- Task objective:
Begin at the line containing "in input order." in the entries below and end at the line containing "request with empty"; transcribe that range exactly and nothing outside it.

*** Opening of Data supplied ***

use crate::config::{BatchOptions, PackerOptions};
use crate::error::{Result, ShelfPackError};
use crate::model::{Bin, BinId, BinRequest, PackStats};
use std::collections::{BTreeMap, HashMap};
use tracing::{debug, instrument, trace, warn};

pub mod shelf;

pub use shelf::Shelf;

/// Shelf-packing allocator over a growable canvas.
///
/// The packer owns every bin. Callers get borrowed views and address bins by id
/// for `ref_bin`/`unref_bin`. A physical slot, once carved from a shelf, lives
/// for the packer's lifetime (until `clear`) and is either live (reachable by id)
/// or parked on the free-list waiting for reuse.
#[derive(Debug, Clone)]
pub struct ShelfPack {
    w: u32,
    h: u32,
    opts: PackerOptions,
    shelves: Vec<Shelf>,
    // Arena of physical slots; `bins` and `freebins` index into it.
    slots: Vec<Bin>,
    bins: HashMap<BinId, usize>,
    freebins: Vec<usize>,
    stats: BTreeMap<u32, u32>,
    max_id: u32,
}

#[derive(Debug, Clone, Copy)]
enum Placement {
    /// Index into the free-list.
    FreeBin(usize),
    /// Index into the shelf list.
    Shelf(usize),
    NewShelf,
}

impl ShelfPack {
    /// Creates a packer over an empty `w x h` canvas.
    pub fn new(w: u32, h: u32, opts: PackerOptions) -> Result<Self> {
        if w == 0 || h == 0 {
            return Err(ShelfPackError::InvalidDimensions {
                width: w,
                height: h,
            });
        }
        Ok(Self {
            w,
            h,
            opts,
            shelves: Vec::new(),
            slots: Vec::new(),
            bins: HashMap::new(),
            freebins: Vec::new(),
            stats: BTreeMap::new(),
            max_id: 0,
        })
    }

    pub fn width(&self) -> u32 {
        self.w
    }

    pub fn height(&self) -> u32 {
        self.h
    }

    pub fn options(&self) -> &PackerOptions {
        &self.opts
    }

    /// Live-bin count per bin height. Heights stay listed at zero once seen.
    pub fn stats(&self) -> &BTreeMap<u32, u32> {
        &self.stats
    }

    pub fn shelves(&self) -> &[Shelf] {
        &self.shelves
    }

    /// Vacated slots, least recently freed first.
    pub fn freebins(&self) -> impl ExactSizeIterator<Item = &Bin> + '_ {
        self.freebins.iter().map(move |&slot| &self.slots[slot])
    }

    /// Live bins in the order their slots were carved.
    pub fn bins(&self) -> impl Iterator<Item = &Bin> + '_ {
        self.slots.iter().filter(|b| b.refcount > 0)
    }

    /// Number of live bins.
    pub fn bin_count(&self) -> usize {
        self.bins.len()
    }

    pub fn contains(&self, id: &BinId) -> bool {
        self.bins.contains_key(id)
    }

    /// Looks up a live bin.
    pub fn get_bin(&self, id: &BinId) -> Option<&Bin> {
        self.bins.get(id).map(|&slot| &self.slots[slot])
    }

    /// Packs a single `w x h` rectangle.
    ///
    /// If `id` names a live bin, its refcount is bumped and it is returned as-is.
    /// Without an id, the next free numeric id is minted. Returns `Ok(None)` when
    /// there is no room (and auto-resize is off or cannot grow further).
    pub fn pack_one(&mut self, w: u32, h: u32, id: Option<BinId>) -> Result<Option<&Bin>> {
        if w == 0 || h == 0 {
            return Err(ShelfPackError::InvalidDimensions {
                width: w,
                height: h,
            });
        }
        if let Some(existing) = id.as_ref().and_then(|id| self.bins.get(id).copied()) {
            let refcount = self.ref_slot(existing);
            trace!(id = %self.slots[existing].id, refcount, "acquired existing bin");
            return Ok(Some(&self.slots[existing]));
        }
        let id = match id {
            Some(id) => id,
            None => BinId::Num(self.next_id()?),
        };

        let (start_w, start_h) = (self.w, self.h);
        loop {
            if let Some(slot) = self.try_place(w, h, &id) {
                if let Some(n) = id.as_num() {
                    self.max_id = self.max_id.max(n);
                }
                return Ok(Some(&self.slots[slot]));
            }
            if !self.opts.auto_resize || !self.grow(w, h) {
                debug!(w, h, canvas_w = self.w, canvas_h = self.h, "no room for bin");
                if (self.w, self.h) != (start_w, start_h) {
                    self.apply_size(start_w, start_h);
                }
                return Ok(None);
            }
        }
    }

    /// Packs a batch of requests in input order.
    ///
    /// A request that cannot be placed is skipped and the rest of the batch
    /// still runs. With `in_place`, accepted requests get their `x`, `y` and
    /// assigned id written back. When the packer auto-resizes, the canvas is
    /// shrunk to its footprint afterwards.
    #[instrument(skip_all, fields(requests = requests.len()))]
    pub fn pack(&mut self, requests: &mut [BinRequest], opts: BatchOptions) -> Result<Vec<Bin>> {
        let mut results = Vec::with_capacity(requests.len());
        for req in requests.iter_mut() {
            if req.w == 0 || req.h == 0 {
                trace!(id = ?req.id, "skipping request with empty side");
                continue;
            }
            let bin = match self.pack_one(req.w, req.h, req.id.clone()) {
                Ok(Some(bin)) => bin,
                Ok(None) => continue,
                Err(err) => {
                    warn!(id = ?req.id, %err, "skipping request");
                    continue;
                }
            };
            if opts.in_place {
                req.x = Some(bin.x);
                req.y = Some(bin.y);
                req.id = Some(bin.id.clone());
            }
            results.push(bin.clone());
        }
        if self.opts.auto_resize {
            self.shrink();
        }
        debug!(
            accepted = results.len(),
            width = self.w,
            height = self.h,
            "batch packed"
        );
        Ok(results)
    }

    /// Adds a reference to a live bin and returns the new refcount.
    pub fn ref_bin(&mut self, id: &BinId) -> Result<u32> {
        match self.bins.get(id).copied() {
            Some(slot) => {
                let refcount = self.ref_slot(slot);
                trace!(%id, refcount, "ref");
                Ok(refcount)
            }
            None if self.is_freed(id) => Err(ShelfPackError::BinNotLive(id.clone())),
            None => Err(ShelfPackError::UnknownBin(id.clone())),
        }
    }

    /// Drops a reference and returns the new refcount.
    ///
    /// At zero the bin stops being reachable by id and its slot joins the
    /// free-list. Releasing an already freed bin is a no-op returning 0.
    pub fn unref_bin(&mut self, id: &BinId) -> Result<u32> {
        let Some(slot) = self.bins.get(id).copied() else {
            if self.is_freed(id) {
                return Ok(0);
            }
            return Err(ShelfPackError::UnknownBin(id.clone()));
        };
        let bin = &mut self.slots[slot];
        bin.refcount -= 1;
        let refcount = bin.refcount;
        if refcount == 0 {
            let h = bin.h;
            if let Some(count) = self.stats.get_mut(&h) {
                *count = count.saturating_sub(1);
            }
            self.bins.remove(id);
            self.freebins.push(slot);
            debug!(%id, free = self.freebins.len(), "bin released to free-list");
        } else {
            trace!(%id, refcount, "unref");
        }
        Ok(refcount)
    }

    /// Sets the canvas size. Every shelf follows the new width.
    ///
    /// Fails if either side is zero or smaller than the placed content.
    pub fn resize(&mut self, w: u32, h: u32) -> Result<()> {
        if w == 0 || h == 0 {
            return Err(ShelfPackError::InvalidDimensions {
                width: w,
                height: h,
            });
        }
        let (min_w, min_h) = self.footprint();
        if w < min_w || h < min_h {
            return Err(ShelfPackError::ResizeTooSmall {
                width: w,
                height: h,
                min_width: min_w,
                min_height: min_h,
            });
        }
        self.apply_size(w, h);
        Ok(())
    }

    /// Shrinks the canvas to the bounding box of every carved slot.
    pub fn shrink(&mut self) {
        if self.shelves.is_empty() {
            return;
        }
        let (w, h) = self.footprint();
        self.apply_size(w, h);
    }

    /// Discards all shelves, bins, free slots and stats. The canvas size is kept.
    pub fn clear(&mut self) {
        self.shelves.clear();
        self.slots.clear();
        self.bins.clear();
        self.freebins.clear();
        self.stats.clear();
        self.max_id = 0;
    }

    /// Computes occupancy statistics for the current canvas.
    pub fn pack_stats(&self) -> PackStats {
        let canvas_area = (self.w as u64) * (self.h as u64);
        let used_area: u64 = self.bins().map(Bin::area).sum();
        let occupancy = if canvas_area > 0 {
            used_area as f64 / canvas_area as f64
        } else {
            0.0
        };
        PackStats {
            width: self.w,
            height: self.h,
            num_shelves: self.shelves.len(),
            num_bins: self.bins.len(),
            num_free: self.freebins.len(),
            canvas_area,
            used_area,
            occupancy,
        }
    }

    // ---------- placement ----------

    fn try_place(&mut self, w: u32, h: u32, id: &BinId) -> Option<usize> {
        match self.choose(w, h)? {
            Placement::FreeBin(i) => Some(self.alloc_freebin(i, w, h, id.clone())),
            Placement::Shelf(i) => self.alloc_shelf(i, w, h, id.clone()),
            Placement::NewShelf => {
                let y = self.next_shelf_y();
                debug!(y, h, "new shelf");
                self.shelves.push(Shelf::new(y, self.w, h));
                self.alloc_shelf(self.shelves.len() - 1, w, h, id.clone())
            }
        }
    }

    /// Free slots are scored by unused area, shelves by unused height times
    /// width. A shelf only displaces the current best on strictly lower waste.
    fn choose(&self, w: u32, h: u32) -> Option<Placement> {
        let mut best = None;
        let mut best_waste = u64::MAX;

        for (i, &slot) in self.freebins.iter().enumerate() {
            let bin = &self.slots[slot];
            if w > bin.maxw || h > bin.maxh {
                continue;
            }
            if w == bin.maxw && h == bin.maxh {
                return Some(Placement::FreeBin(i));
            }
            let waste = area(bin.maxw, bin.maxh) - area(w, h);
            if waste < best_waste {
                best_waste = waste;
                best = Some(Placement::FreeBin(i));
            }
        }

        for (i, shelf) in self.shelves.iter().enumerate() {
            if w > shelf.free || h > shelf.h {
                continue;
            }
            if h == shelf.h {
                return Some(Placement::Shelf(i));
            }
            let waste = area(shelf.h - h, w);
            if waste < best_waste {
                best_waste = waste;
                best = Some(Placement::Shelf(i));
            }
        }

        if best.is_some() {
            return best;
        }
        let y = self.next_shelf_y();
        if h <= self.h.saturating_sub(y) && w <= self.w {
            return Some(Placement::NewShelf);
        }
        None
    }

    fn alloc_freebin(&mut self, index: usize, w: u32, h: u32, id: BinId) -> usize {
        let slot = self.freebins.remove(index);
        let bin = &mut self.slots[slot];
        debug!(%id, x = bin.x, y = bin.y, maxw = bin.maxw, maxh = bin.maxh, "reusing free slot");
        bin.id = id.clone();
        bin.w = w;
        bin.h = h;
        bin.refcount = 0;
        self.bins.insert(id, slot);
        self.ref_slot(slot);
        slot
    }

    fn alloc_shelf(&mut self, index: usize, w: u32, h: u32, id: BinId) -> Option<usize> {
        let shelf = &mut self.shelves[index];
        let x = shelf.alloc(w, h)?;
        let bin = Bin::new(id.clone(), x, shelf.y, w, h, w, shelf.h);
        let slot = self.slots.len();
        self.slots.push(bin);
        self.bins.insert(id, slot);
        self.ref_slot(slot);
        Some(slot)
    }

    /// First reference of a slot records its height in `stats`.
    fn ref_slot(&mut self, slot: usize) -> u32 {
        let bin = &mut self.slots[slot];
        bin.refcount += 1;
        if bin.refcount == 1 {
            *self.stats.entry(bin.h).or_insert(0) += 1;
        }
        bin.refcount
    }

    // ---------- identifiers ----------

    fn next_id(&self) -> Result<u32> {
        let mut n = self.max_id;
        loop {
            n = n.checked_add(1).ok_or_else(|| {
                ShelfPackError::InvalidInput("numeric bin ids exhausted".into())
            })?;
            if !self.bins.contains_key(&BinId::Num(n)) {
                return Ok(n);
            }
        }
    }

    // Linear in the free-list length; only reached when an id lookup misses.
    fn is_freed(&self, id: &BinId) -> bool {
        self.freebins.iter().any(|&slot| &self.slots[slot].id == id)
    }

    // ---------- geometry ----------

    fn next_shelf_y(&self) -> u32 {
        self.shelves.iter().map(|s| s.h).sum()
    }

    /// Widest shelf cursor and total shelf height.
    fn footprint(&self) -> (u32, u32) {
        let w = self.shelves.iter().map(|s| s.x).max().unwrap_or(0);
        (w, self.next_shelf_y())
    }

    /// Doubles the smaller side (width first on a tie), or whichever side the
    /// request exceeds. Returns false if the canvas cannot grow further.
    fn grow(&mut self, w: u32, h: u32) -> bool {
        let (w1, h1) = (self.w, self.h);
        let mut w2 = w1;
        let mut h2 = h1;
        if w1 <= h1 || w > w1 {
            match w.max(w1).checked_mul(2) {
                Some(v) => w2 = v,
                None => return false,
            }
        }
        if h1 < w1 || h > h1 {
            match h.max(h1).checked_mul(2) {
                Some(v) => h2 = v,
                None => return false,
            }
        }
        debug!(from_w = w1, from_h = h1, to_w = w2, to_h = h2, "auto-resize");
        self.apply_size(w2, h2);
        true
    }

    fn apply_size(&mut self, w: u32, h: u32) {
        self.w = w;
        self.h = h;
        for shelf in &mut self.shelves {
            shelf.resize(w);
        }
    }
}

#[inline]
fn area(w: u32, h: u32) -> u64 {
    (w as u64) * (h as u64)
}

*** Close of Data supplied ***

- Reply:
    /// Packs a batch of requests in input order.
    ///
    /// A request that cannot be placed is skipped and the rest of the batch
    /// still runs. With `in_place`, accepted requests get their `x`, `y` and
    /// assigned id written back. When the packer auto-resizes, the canvas is
    /// shrunk to its footprint afterwards.
    #[instrument(skip_all, fields(requests = requests.len()))]
    pub fn pack(&mut self, requests: &mut [BinRequest], opts: BatchOptions) -> Result<Vec<Bin>> {
        let mut results = Vec::with_capacity(requests.len());
        for req in requests.iter_mut() {
            if req.w == 0 || req.h == 0 {
                trace!(id = ?req.id, "skipping request with empty side");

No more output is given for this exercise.